### Material supplied
------------
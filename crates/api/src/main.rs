//! Storefront server entry point.

use api::config::Config;
use metrics_exporter_prometheus::PrometheusHandle;
use payment::StripeGateway;
use store::{InMemoryStore, PostgresStore, Store};
use tokio::signal;
use tracing_subscriber::EnvFilter;
use tracing_subscriber::layer::SubscriberExt;
use tracing_subscriber::util::SubscriberInitExt;

/// Waits for a shutdown signal (SIGINT or SIGTERM).
async fn shutdown_signal() {
    let ctrl_c = async {
        signal::ctrl_c()
            .await
            .expect("failed to install SIGINT handler");
    };

    #[cfg(unix)]
    let terminate = async {
        signal::unix::signal(signal::unix::SignalKind::terminate())
            .expect("failed to install SIGTERM handler")
            .recv()
            .await;
    };

    #[cfg(not(unix))]
    let terminate = std::future::pending::<()>();

    tokio::select! {
        () = ctrl_c => {
            tracing::info!("received SIGINT, starting graceful shutdown");
        }
        () = terminate => {
            tracing::info!("received SIGTERM, starting graceful shutdown");
        }
    }
}

async fn serve<S: Store + 'static>(store: S, config: &Config, metrics_handle: PrometheusHandle) {
    let gateway = StripeGateway::new(
        config.stripe_secret_key.clone(),
        config.stripe_api_base.clone(),
    )
    .expect("failed to build payment gateway client");
    if !config.payments_enabled() {
        tracing::warn!("STRIPE_SECRET_KEY is empty, checkout falls back to order details");
    }

    let state = api::create_state(store, gateway, config.base_url.clone());
    state.sessions.spawn_eviction(config.session_ttl);
    let app = api::create_app(state, metrics_handle);

    let addr = config.addr();
    tracing::info!(%addr, base_url = %config.base_url, "starting storefront");

    let listener = tokio::net::TcpListener::bind(&addr)
        .await
        .expect("failed to bind address");
    axum::serve(listener, app)
        .with_graceful_shutdown(shutdown_signal())
        .await
        .expect("server error");
}

#[tokio::main]
async fn main() {
    // 1. Load configuration
    let config = Config::from_env().expect("invalid configuration");

    // 2. Initialize tracing
    tracing_subscriber::registry()
        .with(EnvFilter::try_new(&config.log_level).unwrap_or_else(|_| EnvFilter::new("info")))
        .with(tracing_subscriber::fmt::layer())
        .init();
    tracing::debug!(?config, "configuration loaded");

    // 3. Install Prometheus metrics recorder
    let metrics_handle = metrics_exporter_prometheus::PrometheusBuilder::new()
        .install_recorder()
        .expect("failed to install Prometheus recorder");

    // 4. Pick the store and serve
    match config.database_url.as_deref() {
        Some(url) => {
            let pool = sqlx::postgres::PgPoolOptions::new()
                .max_connections(10)
                .connect(url)
                .await
                .expect("failed to connect to database");
            let store = PostgresStore::new(pool);
            store
                .run_migrations()
                .await
                .expect("failed to run migrations");
            if config.seed_catalog {
                api::seed::seed_demo_catalog(&store)
                    .await
                    .expect("failed to seed catalog");
            }
            serve(store, &config, metrics_handle).await;
        }
        None => {
            tracing::info!("DATABASE_URL not set, using in-memory store");
            let store = InMemoryStore::new();
            api::seed::seed_demo_catalog(&store)
                .await
                .expect("failed to seed catalog");
            serve(store, &config, metrics_handle).await;
        }
    }

    tracing::info!("server shut down gracefully");
}
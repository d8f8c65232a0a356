//! Session binding.

use common::OrderId;
use serde::{Deserialize, Serialize};

/// The per-caller pointer to the order currently being built or paid.
///
/// The HTTP layer owns one of these per browser session and passes it to
/// every lifecycle operation; the service never keeps session state itself.
#[derive(Debug, Clone, Copy, Default, PartialEq, Eq, Serialize, Deserialize)]
pub struct CartSession {
    order_id: Option<OrderId>,
}

impl CartSession {
    /// Creates a session with no order bound.
    pub fn new() -> Self {
        Self::default()
    }

    /// Creates a session already bound to `order_id`.
    pub fn bound_to(order_id: OrderId) -> Self {
        Self {
            order_id: Some(order_id),
        }
    }

    pub fn order_id(&self) -> Option<OrderId> {
        self.order_id
    }

    pub fn is_bound(&self) -> bool {
        self.order_id.is_some()
    }

    pub fn bind(&mut self, order_id: OrderId) {
        self.order_id = Some(order_id);
    }

    pub fn clear(&mut self) {
        self.order_id = None;
    }

    /// Clears the binding and returns what it pointed at.
    pub fn take(&mut self) -> Option<OrderId> {
        self.order_id.take()
    }
}
//! Read views returned by the ordering service.

use common::{Money, OrderId, OrderStatus};
use store::{Order, OrderItem, Product};

/// A catalog product annotated with the quantity already in the cart.
#[derive(Debug, Clone, PartialEq, Eq)]
pub struct CatalogEntry {
    pub product: Product,
    /// `None` when the product is not in the bound order (or nothing is bound).
    pub quantity: Option<u32>,
}

/// Short summary of the bound order shown next to the catalog.
#[derive(Debug, Clone, PartialEq, Eq)]
pub struct OrderSummary {
    pub order: Order,
    pub item_count: usize,
    pub total: Money,
}

/// The full catalog as seen by one session.
#[derive(Debug, Clone, PartialEq, Eq)]
pub struct Catalog {
    pub products: Vec<CatalogEntry>,
    pub order: Option<OrderSummary>,
}

/// One item of an order together with its product.
#[derive(Debug, Clone, PartialEq, Eq)]
pub struct OrderLine {
    pub item: OrderItem,
    pub product: Product,
    pub line_total: Money,
}

/// An order with its items and derived total.
#[derive(Debug, Clone, PartialEq, Eq)]
pub struct OrderDetails {
    pub order: Order,
    pub lines: Vec<OrderLine>,
    pub total: Money,
}

impl OrderDetails {
    pub fn id(&self) -> OrderId {
        self.order.id
    }

    pub fn status(&self) -> OrderStatus {
        self.order.status
    }
}

/// Where the customer goes after asking to pay.
#[derive(Debug, Clone, PartialEq, Eq)]
pub enum PaymentRedirect {
    /// Hosted checkout page opened by the gateway.
    Gateway(String),
    /// The gateway is not configured; show the order instead.
    OrderDetails(OrderId),
}

impl PaymentRedirect {
    /// Resolves the redirect to an absolute URL.
    pub fn location(&self, base_url: &str) -> String {
        match self {
            PaymentRedirect::Gateway(url) => url.clone(),
            PaymentRedirect::OrderDetails(order_id) => {
                format!(
                    "{}/order_details/{order_id}/",
                    base_url.trim_end_matches('/')
                )
            }
        }
    }
}
//! Demo catalog used when running without a database.

use common::Money;
use store::{NewProduct, Store, StoreError};

/// Products inserted by `seed_demo_catalog`.
pub fn demo_products() -> Vec<NewProduct> {
    vec![
        NewProduct::new(
            "Espresso Cup",
            "Double-walled glass cup, 80 ml.",
            Money::from_cents(1200),
        ),
        NewProduct::new(
            "Pour-Over Kettle",
            "Gooseneck kettle with built-in thermometer.",
            Money::from_cents(4599),
        ),
        NewProduct::new(
            "Single-Origin Beans",
            "250 g of washed Ethiopian beans, light roast.",
            Money::from_cents(1650),
        ),
        NewProduct::new(
            "Paper Filters",
            "Pack of 100 unbleached cone filters.",
            Money::from_cents(599),
        ),
    ]
}

/// Inserts the demo products if the catalog is empty.
///
/// Returns the number of products inserted.
pub async fn seed_demo_catalog<S: Store>(store: &S) -> Result<usize, StoreError> {
    if !store.list_products().await?.is_empty() {
        return Ok(0);
    }

    let products = demo_products();
    let count = products.len();
    for product in products {
        store.create_product(product).await?;
    }
    tracing::info!(count, "seeded demo catalog");
    Ok(count)
}

#[cfg(test)]
mod tests {
    use store::InMemoryStore;

    use super::*;

    #[tokio::test]
    async fn seeds_only_an_empty_catalog() {
        let store = InMemoryStore::new();

        let inserted = seed_demo_catalog(&store).await.unwrap();
        assert_eq!(inserted, demo_products().len());

        let again = seed_demo_catalog(&store).await.unwrap();
        assert_eq!(again, 0);
        assert_eq!(
            store.list_products().await.unwrap().len(),
            demo_products().len()
        );
    }
}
------------
### Work required
From the listing, reproduce every line where the word "PrometheusHandle" is present.

### Reply to the task
use metrics_exporter_prometheus::PrometheusHandle;
async fn serve<S: Store + 'static>(store: S, config: &Config, metrics_handle: PrometheusHandle) {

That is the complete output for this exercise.